For questions involving lines and planes, we are usually asked to find the point of intersection. However, when we consider a line and a plane, there are three possible situations. In this page, we will consider all the possible outcomes.
1) the line intersects the plane
2) the line is parallel to the plane
3) the line lies in the plane
Key Concepts
On this page, you should learn about
the intersection of a line and a plane
Essentials
The following videos will help you understand all the concepts from this page
A Line and a Plane
In the following video, we consider the three different possibilities
Example 1 - Point of Intersection
Find the point of intersection of the line \(-x=\frac {y-5}{2}=2z-8\) with the plane 3x – y + z = 8
Example 2 - No Intersection
Find the point of intersection of the line \(\textbf{r}=\left( \begin{matrix} 2 \\ 1\\0 \end{matrix} \right) +\mu\left( \begin{matrix} 4 \\ 3 \\1\end{matrix} \right) \)with the plane x - 2y + 2z = 6
Example 3 - Line lies in Plane
Find the point of intersection of the line \(x=2+4λ\ ,\ y=1+3λ\ ,\ z=λ\) with the plane x - 2y + 2z = 0
In the following video, we look at a specific application of finding the intersection of a line with a plane. We will see how it is possible to find the coordinates of the point reflected in a plane. In order to do this, we have to find the equation of a line that goes through our point and is perpendicular to the plane.
Here is the example:
The point A (1, 3, 0) is on the line L, which is perpendicular to the plane \(3x−3y+2z=5\).
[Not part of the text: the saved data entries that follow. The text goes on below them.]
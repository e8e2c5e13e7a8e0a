pub mod context;
pub mod table;

pub use context::Context;
pub use table::{Table, ALL_ATTRIBUTES};
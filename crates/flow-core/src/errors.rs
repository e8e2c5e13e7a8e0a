//! Errores semánticos del core de flujo.
//!
//! Todas las variantes transportan sólo datos serializables para poder
//! viajar dentro de un `AwaitableResult` y compararse en tests.

use serde::{Deserialize, Serialize};
use thiserror::Error;

#[derive(Debug, Error, PartialEq, Eq, Clone, Serialize, Deserialize)]
pub enum FlowError {
    #[error("cannot build an empty flow")] EmptyFlow,
    #[error("step '{0}' is terminal and cannot be piped further")] TerminalStep(String),
    #[error("batch timeout cannot be zero or negative")] InvalidTimeout,
    #[error("table '{0}' cannot be resolved by name without a context")] MissingContext(String),
    #[error("table '{0}' is not registered in the context")] UnknownTable(String),
    #[error("missing key: {0}")] MissingKey(String),
    #[error("invalid state: {0}")] InvalidState(String),
    #[error("expected a JSON object: {0}")] NotAnObject(String),
    #[error("invalid table path '{0}': expected 'container/path'")] InvalidPath(String),
    #[error("concurrent execution worker has already terminated")] WorkerTerminated,
    #[error("backend error: {0}")] Backend(String),
    #[error("user function failed: {0}")] User(String),
    #[error("timed out waiting for a result")] Timeout,
    #[error("flow has terminated")] Terminated,
    #[error("internal: {0}")] Internal(String),
}

/// Alias de conveniencia usado en todo el crate.
pub type FlowResult<T> = Result<T, FlowError>;
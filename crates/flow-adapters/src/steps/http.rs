//! Join de eventos contra una fuente HTTP arbitraria.
use std::collections::HashMap;
use std::sync::OnceLock;

use async_trait::async_trait;
use serde_json::Value;

use flow_core::engine::concurrent::{ConcurrentJobExecution, JobHandler, DEFAULT_MAX_IN_FLIGHT};
use flow_core::errors::{FlowError, FlowResult};
use flow_core::event::Event;
use flow_core::step::StepCore;

/// Request HTTP armado por la función de usuario a partir de cada evento.
#[derive(Debug, Clone)]
pub struct HttpRequest {
    pub method: String,
    pub url: String,
    pub body: Option<String>,
    pub headers: HashMap<String, String>,
}

impl HttpRequest {
    pub fn new(method: impl Into<String>, url: impl Into<String>) -> Self {
        Self { method: method.into(),
               url: url.into(),
               body: None,
               headers: HashMap::new() }
    }

    pub fn with_body(mut self, body: impl Into<String>) -> Self {
        self.body = Some(body.into());
        self
    }

    pub fn with_header(mut self, name: impl Into<String>, value: impl Into<String>) -> Self {
        self.headers.insert(name.into(), value.into());
        self
    }
}

/// Status + body de la respuesta, tal como los ve la función de join.
#[derive(Debug, Clone)]
pub struct HttpResponse {
    pub status: u16,
    pub body: String,
}

pub type RequestBuilderFn = Box<dyn Fn(&Value) -> FlowResult<HttpRequest> + Send + Sync>;
pub type HttpJoinFn = Box<dyn Fn(Value, &HttpResponse) -> FlowResult<Option<Value>> + Send + Sync>;

pub struct HttpJoinHandler {
    client: OnceLock<reqwest::Client>,
    request_builder: RequestBuilderFn,
    join: HttpJoinFn,
}

#[async_trait]
impl JobHandler for HttpJoinHandler {
    type Job = HttpResponse;

    /// Un único cliente compartido, creado al primer evento.
    async fn lazy_init(&self) -> FlowResult<()> {
        let client = reqwest::Client::builder().build()
                                               .map_err(|e| FlowError::Backend(format!("failed to build http client: {e}")))?;
        let _ = self.client.set(client);
        Ok(())
    }

    async fn process_event(&self, events: &[Event]) -> FlowResult<Self::Job> {
        let event = events.first().ok_or_else(|| FlowError::Internal("empty job batch".into()))?;
        let request = (self.request_builder)(&event.body)?;
        let client = self.client.get().ok_or_else(|| FlowError::Internal("http client not initialised".into()))?;
        let method = reqwest::Method::from_bytes(request.method.as_bytes())
            .map_err(|_| FlowError::User(format!("invalid HTTP method '{}'", request.method)))?;
        let mut builder = client.request(method, &request.url);
        for (name, value) in &request.headers {
            builder = builder.header(name.as_str(), value.as_str());
        }
        if let Some(body) = request.body {
            builder = builder.body(body);
        }
        let response = builder.send().await.map_err(|e| FlowError::Backend(e.to_string()))?;
        let status = response.status().as_u16();
        let body = response.text().await.map_err(|e| FlowError::Backend(e.to_string()))?;
        Ok(HttpResponse { status, body })
    }

    async fn handle_completed(&self, event: Event, job: &Self::Job, out: &StepCore) -> FlowResult<()> {
        if let Some(joined) = (self.join)(event.body.clone(), job)? {
            out.forward(event.derive(joined)).await?;
        }
        Ok(())
    }
}

/// Step que enriquece eventos con datos de una fuente HTTP.
pub type SendToHttp = ConcurrentJobExecution<HttpJoinHandler>;

/// Builder de `SendToHttp`.
pub struct HttpJoin {
    request_builder: RequestBuilderFn,
    join: HttpJoinFn,
    max_in_flight: usize,
}

impl HttpJoin {
    pub fn new(request_builder: impl Fn(&Value) -> FlowResult<HttpRequest> + Send + Sync + 'static,
               join: impl Fn(Value, &HttpResponse) -> FlowResult<Option<Value>> + Send + Sync + 'static)
               -> Self {
        Self { request_builder: Box::new(request_builder),
               join: Box::new(join),
               max_in_flight: DEFAULT_MAX_IN_FLIGHT }
    }

    pub fn max_in_flight(mut self, max_in_flight: usize) -> Self {
        self.max_in_flight = max_in_flight;
        self
    }

    pub fn build(self) -> SendToHttp {
        let handler = HttpJoinHandler { client: OnceLock::new(),
                                        request_builder: self.request_builder,
                                        join: self.join };
        ConcurrentJobExecution::new_with_name("SendToHttp", handler).with_max_in_flight(self.max_in_flight)
    }
}
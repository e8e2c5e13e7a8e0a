//! flow-adapters: steps de join contra sistemas externos y tabla en
//! memoria.
//!
//! Implementan el protocolo `JobHandler` de `flow-core` sobre los drivers
//! concurrentes: `SendToHttp` (cliente reqwest compartido),
//! `JoinWithTable` (contrato `Table`) y `JoinWithKvTable` (driver crudo
//! con semántica por clase de status). `InMemoryTable` cubre estado por
//! clave y joins locales.

pub mod memory;
pub mod steps;

pub use memory::InMemoryTable;
pub use steps::{split_path, HttpJoin, HttpRequest, HttpResponse, JoinFn, JoinWithKvTable, JoinWithTable, KeyExtractor,
                KvDriver, KvJoin, KvResponse, SendToHttp, TableJoin, TableRef};
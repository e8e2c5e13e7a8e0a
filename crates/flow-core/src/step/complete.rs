//! Asienta el `AwaitableResult` de los eventos que reenvía.
use std::sync::Arc;

use async_trait::async_trait;

use crate::errors::FlowResult;
use crate::event::Message;
use crate::step::base::{step_setup, Step, StepCore, TerminationResult};

/// Reenvía cada evento aguas abajo y recién entonces asienta su slot de
/// resultado con el evento completo o sólo el body, según `full_event`.
/// El orden asentar-después-de-reenviar garantiza que el caller observa
/// la finalización del subárbol bajo este step antes de que el awaitable
/// resuelva. Puede aparecer en medio del DAG.
pub struct Complete {
    core: StepCore,
}

impl Complete {
    pub fn new() -> Self {
        Self { core: StepCore::new("Complete") }
    }

    pub fn with_full_event(mut self, full_event: bool) -> Self {
        self.core.set_full_event(full_event);
        self
    }
}

impl Default for Complete {
    fn default() -> Self {
        Self::new()
    }
}

step_setup!(Complete);

#[async_trait]
impl Step for Complete {
    fn core(&self) -> &StepCore {
        &self.core
    }

    async fn run(self: Arc<Self>, msg: Message) -> FlowResult<TerminationResult> {
        match msg {
            Message::Terminate => self.core.forward_termination().await,
            Message::Event(event) => {
                self.core.forward(event.clone()).await?;
                if let Some(slot) = &event.awaitable {
                    let value = self.core.project(&event)?;
                    slot.settle(Ok(value));
                }
                Ok(None)
            }
        }
    }
}
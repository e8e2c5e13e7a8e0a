//! StreamFlow Rust Library
//!
//! Este crate actúa como la fachada del workspace:
//! - Re-exporta el núcleo de dataflow (`flow-core`): eventos, steps,
//!   drivers concurrentes, builder del grafo y controller.
//! - Re-exporta los adapters de join (`flow-adapters`): HTTP, tabla y
//!   driver clave-valor, más la tabla en memoria.
//!
//! Puede usarse desde `main.rs` o por otros crates/clientes.

pub use flow_adapters::{HttpJoin, HttpRequest, HttpResponse, InMemoryTable, JoinWithKvTable, JoinWithTable, KeyExtractor,
                        KvDriver, KvJoin, KvResponse, SendToHttp, TableJoin, TableRef};
pub use flow_core::{build_flow, errors::FlowError, errors::FlowResult, flow, Batch, Choice, Complete, Context, Event,
                    Extend, Filter, FlatMap, FlowController, Map, MapClass, MapLogic, MapWithState, Message, Reduce,
                    Source, Step, Table};

#[cfg(test)]
mod tests {
    use super::FlowError;

    #[test]
    fn flow_error_messages_are_stable() {
        let e = FlowError::Internal("fallo".into()).to_string();
        assert_eq!(e, "internal: fallo");
        let t = FlowError::TerminalStep("Reduce".into()).to_string();
        assert_eq!(t, "step 'Reduce' is terminal and cannot be piped further");
    }
}
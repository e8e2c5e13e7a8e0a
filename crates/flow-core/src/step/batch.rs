//! Agrupa eventos en lotes por tamaño o por timeout de tiempo real.
use std::sync::{Arc, Mutex};
use std::time::Duration;

use async_trait::async_trait;
use chrono::{DateTime, Utc};
use serde_json::Value;
use tokio::task::JoinHandle;
use tracing::{debug, warn};

use crate::errors::{FlowError, FlowResult};
use crate::event::{Event, Message};
use crate::step::base::{Step, StepCore, TerminationResult};

/// Hook de emisión de un `Batching` concreto. `emit` recibe el lote en
/// orden de entrada junto con el `batch_time` (el time del primer evento
/// del lote); `terminate` corre en la terminación, después del flush del
/// lote parcial y antes de reenviar el centinela.
#[async_trait]
pub trait BatchEmitter: Send + Sync + 'static {
    async fn emit(&self, batch: Vec<Value>, batch_time: Option<DateTime<Utc>>, out: &StepCore) -> FlowResult<()>;

    async fn terminate(&self) -> FlowResult<()> {
        Ok(())
    }
}

struct BatchState {
    batch: Vec<Value>,
    batch_time: Option<DateTime<Utc>>,
    timeout_task: Option<JoinHandle<()>>,
}

/// Driver de batching: acumula proyecciones de eventos y emite cuando el
/// lote alcanza `max_events` o cuando vence el timeout contado desde el
/// primer evento del lote. Con ambos knobs en `None` sólo emite en
/// terminación.
pub struct Batching<E: BatchEmitter> {
    core: StepCore,
    emitter: E,
    max_events: Option<usize>,
    timeout: Option<Duration>,
    state: Mutex<BatchState>,
}

impl<E: BatchEmitter> Batching<E> {
    pub fn with_emitter(emitter: E, max_events: Option<usize>, timeout_secs: Option<f64>) -> FlowResult<Self> {
        let timeout = match timeout_secs {
            None => None,
            Some(secs) if secs > 0.0 => Some(Duration::from_secs_f64(secs)),
            Some(_) => return Err(FlowError::InvalidTimeout),
        };
        Ok(Self { core: StepCore::new("Batch"),
                  emitter,
                  max_events,
                  timeout,
                  state: Mutex::new(BatchState { batch: Vec::new(),
                                                 batch_time: None,
                                                 timeout_task: None }) })
    }

    pub fn with_full_event(mut self, full_event: bool) -> Self {
        self.core.set_full_event(full_event);
        self
    }

    pub fn with_name(mut self, name: impl Into<String>) -> Self {
        self.core.set_name(name);
        self
    }

    pub fn with_context(mut self, context: Arc<crate::model::Context>) -> Self {
        self.core.set_context(context);
        self
    }

    /// Vacía el lote actual, si lo hay, y lo entrega al emitter.
    async fn emit_batch(&self) -> FlowResult<()> {
        let (batch, batch_time) = {
            let mut state = self.state.lock().expect("batch state lock poisoned");
            if state.batch.is_empty() {
                return Ok(());
            }
            state.timeout_task = None;
            (std::mem::take(&mut state.batch), state.batch_time.take())
        };
        debug!(step = %self.core.name(), size = batch.len(), "emitting batch");
        self.emitter.emit(batch, batch_time, &self.core).await
    }

    fn cancel_timeout(&self) {
        let task = self.state.lock().expect("batch state lock poisoned").timeout_task.take();
        if let Some(task) = task {
            task.abort();
        }
    }
}

#[async_trait]
impl<E: BatchEmitter> Step for Batching<E> {
    fn core(&self) -> &StepCore {
        &self.core
    }

    async fn run(self: Arc<Self>, msg: Message) -> FlowResult<TerminationResult> {
        match msg {
            Message::Terminate => {
                self.cancel_timeout();
                self.emit_batch().await?;
                self.emitter.terminate().await?;
                self.core.forward_termination().await
            }
            Message::Event(event) => {
                let reached_max = {
                    let mut state = self.state.lock().expect("batch state lock poisoned");
                    if state.batch.is_empty() {
                        state.batch_time = event.time;
                        if let Some(timeout) = self.timeout {
                            let me = Arc::clone(&self);
                            state.timeout_task = Some(tokio::spawn(async move {
                                tokio::time::sleep(timeout).await;
                                if let Err(err) = me.emit_batch().await {
                                    warn!(step = %me.core.name(), %err, "timeout emission failed");
                                }
                            }));
                        }
                    }
                    let entry = self.core.project(&event)?;
                    state.batch.push(entry);
                    self.max_events.is_some_and(|max| state.batch.len() >= max)
                };
                if reached_max {
                    self.cancel_timeout();
                    self.emit_batch().await?;
                }
                Ok(None)
            }
        }
    }
}

/// Emitter por defecto: publica el lote tal cual como body de un único
/// evento cuyo `time` es el `batch_time`.
pub struct EmitAsIs;

#[async_trait]
impl BatchEmitter for EmitAsIs {
    async fn emit(&self, batch: Vec<Value>, batch_time: Option<DateTime<Utc>>, out: &StepCore) -> FlowResult<()> {
        let mut event = Event::new(Value::Array(batch));
        event.time = batch_time;
        out.forward(event).await
    }
}

/// Step de batching concreto que emite los lotes sin transformar.
pub type Batch = Batching<EmitAsIs>;

impl Batch {
    pub fn new(max_events: Option<usize>, timeout_secs: Option<f64>) -> FlowResult<Self> {
        Self::with_emitter(EmitAsIs, max_events, timeout_secs)
    }
}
Find the equation of the line L.
Find the point R which is the intersection of the line L and the plane.
The point A is reflected in the plane. Find the coordinates of the image of A.
Find the value of \(\lambda\) in order that the point (6,1,-1) lies on the line \(\textbf{r}=\left( \begin{matrix} 2\\3 \\ -1 \end{matrix} \right) +\lambda \left( \begin{matrix} -2 \\ 1\\0 \end{matrix} \right) \)
The point (2 , a , b ) lies on the line \(\textbf{r}=\left( \begin{matrix} -1\\0 \\ 2 \end{matrix} \right) +\lambda \left( \begin{matrix} 1 \\ -1\\2 \end{matrix} \right) \)
(0 , a , b) is the point where the line line \(\textbf{r}=\left( \begin{matrix} 2\\1 \\ 4 \end{matrix} \right) +\lambda\left( \begin{matrix} -1 \\ 2\\3 \end{matrix} \right) \) meets the plane x = 0.